To sum up, training and finetuning AI models locally and using federated learning to combine data from different sources (other users’ devices or data collected from the web) without compromising its sensitive nature or moving it from one legal regime to another can become a major leap forward from the data issues that haunt AI developers. However, these approaches bring their own data safety and security concerns that must be kept in mind.
Bringing AI to our devices: the cons
The risk of leaking parameters, combined with attacks on client nodes by malicious actors (sometimes using malicious nodes to corrupt the entire model), is probably the worst risk that federated learning entails. Therefore, federated learning still requires robust encryption. Also, there are highly technical and yet unsolved questions of the best “averaging” techniques that would efficiently conceal all sensitive information coming from local devices without compromising model accuracy.
Furthermore, while solving the issue of high computational costs, federated learning has a huge node coordination and communication problem. Varying data distributions and quality across nodes can affect the global model’s performance and reliability. Thus, there is a complicated question of how to sift “good” data and mitigate the influence of poor inputs. It is especially important in the case of local AI, where decision-making often happens in real time.
Last but not least, federated learning techniques do not mitigate the risk of malicious outputs or data bias. Actually, many separate learning processes in different nodes can exacerbate it, as those localized processes are virtually a black box. As of today, there is no single viable solution to this issue, and the question of how to distribute responsibility along the AI value chain remains a legal grey zone.
Despite considerable benefits, employing federated learning techniques for AI development in general and local AI in particular poses several potential risks and challenges, ranging from model complexity and data heterogeneity to the same old data privacy, which can be violated either accidentally (by leaking model parameters) or by launching attacks on client nodes and poisoning the global model.
However, these challenges should by no means stop the AI industry from using federated learning techniques.

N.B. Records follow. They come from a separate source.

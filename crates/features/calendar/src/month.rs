use chrono::{Datelike, NaiveDate};

/// Number of days in the month of `date`.
pub(crate) fn days_in_month(date: NaiveDate) -> u32 {
    (29..=31).rev().find(|day| date.with_day(*day).is_some()).unwrap_or(28)
}

/// Iterates the days of the month of `date` in order.
pub(crate) fn days_of_month(date: NaiveDate) -> impl DoubleEndedIterator<Item = NaiveDate> {
    (1..=days_in_month(date)).filter_map(move |day| date.with_day(day))
}

/// Resolves a signed day number within `1..=len`; negative numbers count from the end.
///
/// Returns `None` for zero and for numbers outside the range.
pub(crate) fn resolve_position(position: i32, len: u32) -> Option<u32> {
    let resolved = match i64::from(position) {
        0 => return None,
        p if p > 0 => p,
        p => i64::from(len) + p + 1,
    };
    u32::try_from(resolved).ok().filter(|day| (1..=len).contains(day))
}

/// Returns `true` when `date` satisfies `hit` and is its `occurrence`-th hit in the
/// month, counted from the start for positive and from the end for negative values.
pub(crate) fn is_nth_hit(date: NaiveDate, occurrence: i32, hit: impl Fn(NaiveDate) -> bool) -> bool {
    if occurrence == 0 || !hit(date) {
        return false;
    }
    let Ok(wanted) = usize::try_from(occurrence.unsigned_abs()) else {
        return false;
    };

    let rank = if occurrence > 0 {
        days_of_month(date).take_while(|day| *day <= date).filter(|day| hit(*day)).count()
    } else {
        days_of_month(date).rev().take_while(|day| *day >= date).filter(|day| hit(*day)).count()
    };
    rank == wanted
}
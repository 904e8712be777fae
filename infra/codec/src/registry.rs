use fxhash::{FxHashMap, FxHashSet};
use parking_lot::RwLock;
use std::collections::hash_map::Entry;
use std::fmt;
use std::sync::Arc;
use tracing::{debug, trace};

use crate::error::{CodecError, CodecErrorExt};
use crate::scanner::{InventoryScanner, ModuleScanner};
use crate::types::{RuleModule, RuleTypeInfo};

type ModuleTypes = Arc<[&'static RuleTypeInfo]>;

/// Process-wide cache of the rule types discovered per module.
///
/// Each module is scanned at most once over the lifetime of the registry; later
/// requests for the same module are served from memory. The registry is cheap to
/// clone and clones share one cache, so it can be handed to any number of
/// serializers and threads.
#[derive(Clone)]
pub struct TypeRegistry {
    scanner: Arc<dyn ModuleScanner>,
    modules: Arc<RwLock<FxHashMap<RuleModule, ModuleTypes>>>,
}

impl Default for TypeRegistry {
    fn default() -> Self {
        Self::new()
    }
}

impl fmt::Debug for TypeRegistry {
    fn fmt(&self, f: &mut fmt::Formatter<'_>) -> fmt::Result {
        f.debug_struct("TypeRegistry")
            .field("scanner", &self.scanner)
            .field("modules", &self.scanned_modules())
            .finish()
    }
}

impl TypeRegistry {
    /// Creates an empty registry backed by the [`InventoryScanner`].
    #[must_use]
    pub fn new() -> Self {
        Self::with_scanner(InventoryScanner)
    }

    /// Creates an empty registry backed by a custom scanner.
    #[must_use]
    pub fn with_scanner(scanner: impl ModuleScanner + 'static) -> Self {
        Self::with_shared_scanner(Arc::new(scanner))
    }

    #[must_use]
    pub fn with_shared_scanner(scanner: Arc<dyn ModuleScanner>) -> Self {
        Self { scanner, modules: Arc::default() }
    }

    /// Makes sure the types of `module` are cached, scanning it on first use.
    ///
    /// Scan results are filtered to the types `module` actually owns. If two
    /// threads race on the same module, both may scan but the first insertion
    /// wins and later callers observe that entry.
    ///
    /// # Errors
    /// * [`CodecError::ModuleScan`] if the scanner fails.
    /// * [`CodecError::DuplicateTag`] if a type of `module` reuses the tag of a
    ///   different type that is already cached, or of another type of `module`.
    ///
    /// Nothing is cached for the module when an error is returned.
    pub fn ensure_scanned(&self, module: &RuleModule) -> Result<(), CodecError> {
        if self.modules.read().contains_key(module) {
            trace!(module = module.name(), "Rule module served from cache");
            return Ok(());
        }

        let mut seen = FxHashSet::default();
        let discovered: ModuleTypes = self
            .scanner
            .scan(module)?
            .into_iter()
            .filter(|info| {
                let owned = module.owns(info);
                if !owned {
                    trace!(module = module.name(), tag = info.tag(), "Skipping foreign rule type");
                }
                owned && seen.insert(info.type_id())
            })
            .collect();

        let mut modules = self.modules.write();
        if modules.contains_key(module) {
            trace!(module = module.name(), "Rule module was cached by a concurrent scan");
            return Ok(());
        }

        let cached = modules.values().flat_map(|types| types.iter().copied());
        check_tags(cached, &discovered)
            .context(format!("Scanning rule module {module}"))?;

        debug!(module = module.name(), types = discovered.len(), "Scanned rule module");
        modules.insert(module.clone(), discovered);

        Ok(())
    }

    /// Returns the union of the types of every module scanned so far.
    ///
    /// Each type appears once even if several modules reported it.
    #[must_use]
    pub fn all_known_types(&self) -> Vec<&'static RuleTypeInfo> {
        let modules = self.modules.read();
        let mut seen = FxHashSet::default();
        modules
            .values()
            .flat_map(|types| types.iter().copied())
            .filter(|info| seen.insert(info.type_id()))
            .collect()
    }

    /// Returns the cached types of `module`, if it has been scanned.
    #[must_use]
    pub fn module_types(&self, module: &RuleModule) -> Option<Vec<&'static RuleTypeInfo>> {
        self.modules.read().get(module).map(|types| types.to_vec())
    }

    #[must_use]
    pub fn is_scanned(&self, module: &RuleModule) -> bool {
        self.modules.read().contains_key(module)
    }

    #[must_use]
    pub fn scanned_modules(&self) -> Vec<RuleModule> {
        self.modules.read().keys().cloned().collect()
    }

    /// Number of scanned modules.
    #[must_use]
    pub fn len(&self) -> usize {
        self.modules.read().len()
    }
}

/// Fails if a discovered type shares its tag with a different cached or discovered type.
fn check_tags(
    cached: impl Iterator<Item = &'static RuleTypeInfo>,
    discovered: &[&'static RuleTypeInfo],
) -> Result<(), CodecError> {
    let mut by_tag: FxHashMap<&'static str, &'static RuleTypeInfo> =
        cached.map(|info| (info.tag(), info)).collect();

    for &info in discovered {
        match by_tag.entry(info.tag()) {
            Entry::Occupied(existing) if *existing.get() != info => {
                return Err(CodecError::DuplicateTag {
                    tag: info.tag().into(),
                    first: existing.get().type_name().into(),
                    second: info.type_name().into(),
                    context: None,
                });
            },
            Entry::Occupied(_) => {},
            Entry::Vacant(slot) => {
                slot.insert(info);
            },
        }
    }
    Ok(())
}

#[cfg(test)]
mod tests {
    use super::*;
    use crate::prelude::*;
    use std::sync::atomic::{AtomicUsize, Ordering};

    crate::declare_rule_module!(static UNIT_RULES);

    #[rule_model(tag = "registry.odd_day")]
    struct OddDay {}

    impl Rule for OddDay {
        fn matches(&self, date: NaiveDate) -> bool {
            date.day() % 2 == 1
        }
    }

    /// Shares its tag with [`OddDay`] but belongs to another module.
    #[derive(Debug, serde::Serialize, serde::Deserialize)]
    struct EvenDay {}

    const TWIN_MODULE: &str = "twin_rules";

    impl RuleModel for EvenDay {
        const TAG: &'static str = "registry.odd_day";

        fn type_info() -> &'static RuleTypeInfo {
            static INFO: RuleTypeInfo = RuleTypeInfo::of::<EvenDay>(TWIN_MODULE, EvenDay::TAG);
            &INFO
        }
    }

    impl Rule for EvenDay {
        fn matches(&self, date: NaiveDate) -> bool {
            date.day() % 2 == 0
        }
    }

    #[derive(Debug, Default)]
    struct Counting {
        scans: AtomicUsize,
    }

    impl ModuleScanner for Counting {
        fn scan(&self, module: &RuleModule) -> Result<Vec<&'static RuleTypeInfo>, CodecError> {
            self.scans.fetch_add(1, Ordering::SeqCst);
            if module.name() == TWIN_MODULE {
                return Ok(vec![EvenDay::type_info()]);
            }
            InventoryScanner.scan(module)
        }
    }

    fn tags(types: &[&'static RuleTypeInfo]) -> Vec<&'static str> {
        let mut tags: Vec<_> = types.iter().map(|info| info.tag()).collect();
        tags.sort_unstable();
        tags
    }

    #[test]
    fn scans_each_module_once() {
        let counting = Arc::new(Counting::default());
        let registry = TypeRegistry::with_scanner(Arc::clone(&counting));

        registry.ensure_scanned(&UNIT_RULES).unwrap();
        let after_first = tags(&registry.all_known_types());

        registry.ensure_scanned(&UNIT_RULES).unwrap();
        registry.clone().ensure_scanned(&UNIT_RULES).unwrap();

        assert_eq!(counting.scans.load(Ordering::SeqCst), 1);
        assert!(registry.is_scanned(&UNIT_RULES));
        assert_eq!(tags(&registry.all_known_types()), after_first);
        assert!(registry.all_known_types().iter().any(|info| info.is::<OddDay>()));
    }

    #[test]
    fn failed_scans_are_not_cached() {
        let registry = TypeRegistry::new();
        let ghost = RuleModule::named("ghost_rules");

        assert!(registry.ensure_scanned(&ghost).is_err());
        assert!(!registry.is_scanned(&ghost));
        assert_eq!(registry.len(), 0);
    }

    #[test]
    fn clashing_modules_are_rejected_without_caching() {
        let registry = TypeRegistry::with_scanner(Counting::default());
        let twin = RuleModule::named(TWIN_MODULE);

        registry.ensure_scanned(&UNIT_RULES).unwrap();
        let before = tags(&registry.all_known_types());

        let err = registry.ensure_scanned(&twin).unwrap_err();
        assert!(
            matches!(err, CodecError::DuplicateTag { ref tag, ref context, .. }
                if tag == "registry.odd_day" && context.is_some()),
            "got {err:?}"
        );
        assert!(!registry.is_scanned(&twin));
        assert_eq!(tags(&registry.all_known_types()), before);

        let alone = TypeRegistry::with_scanner(Counting::default());
        alone.ensure_scanned(&twin).unwrap();
        assert!(alone.all_known_types()[0].is::<EvenDay>());
    }
}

As of today, there is no better way to comply with data regulations, except for one — not using sensitive data at all. This is utopian (or even dystopian) since it means that vital areas of AI development, such as healthcare and financial services, will have no way forward for years to come.
Currently, many providers try to circumvent the problem by using synthetic data. However, where critical aspects — health and security — are at stake, data quality must be the number one priority when developing artificial brains.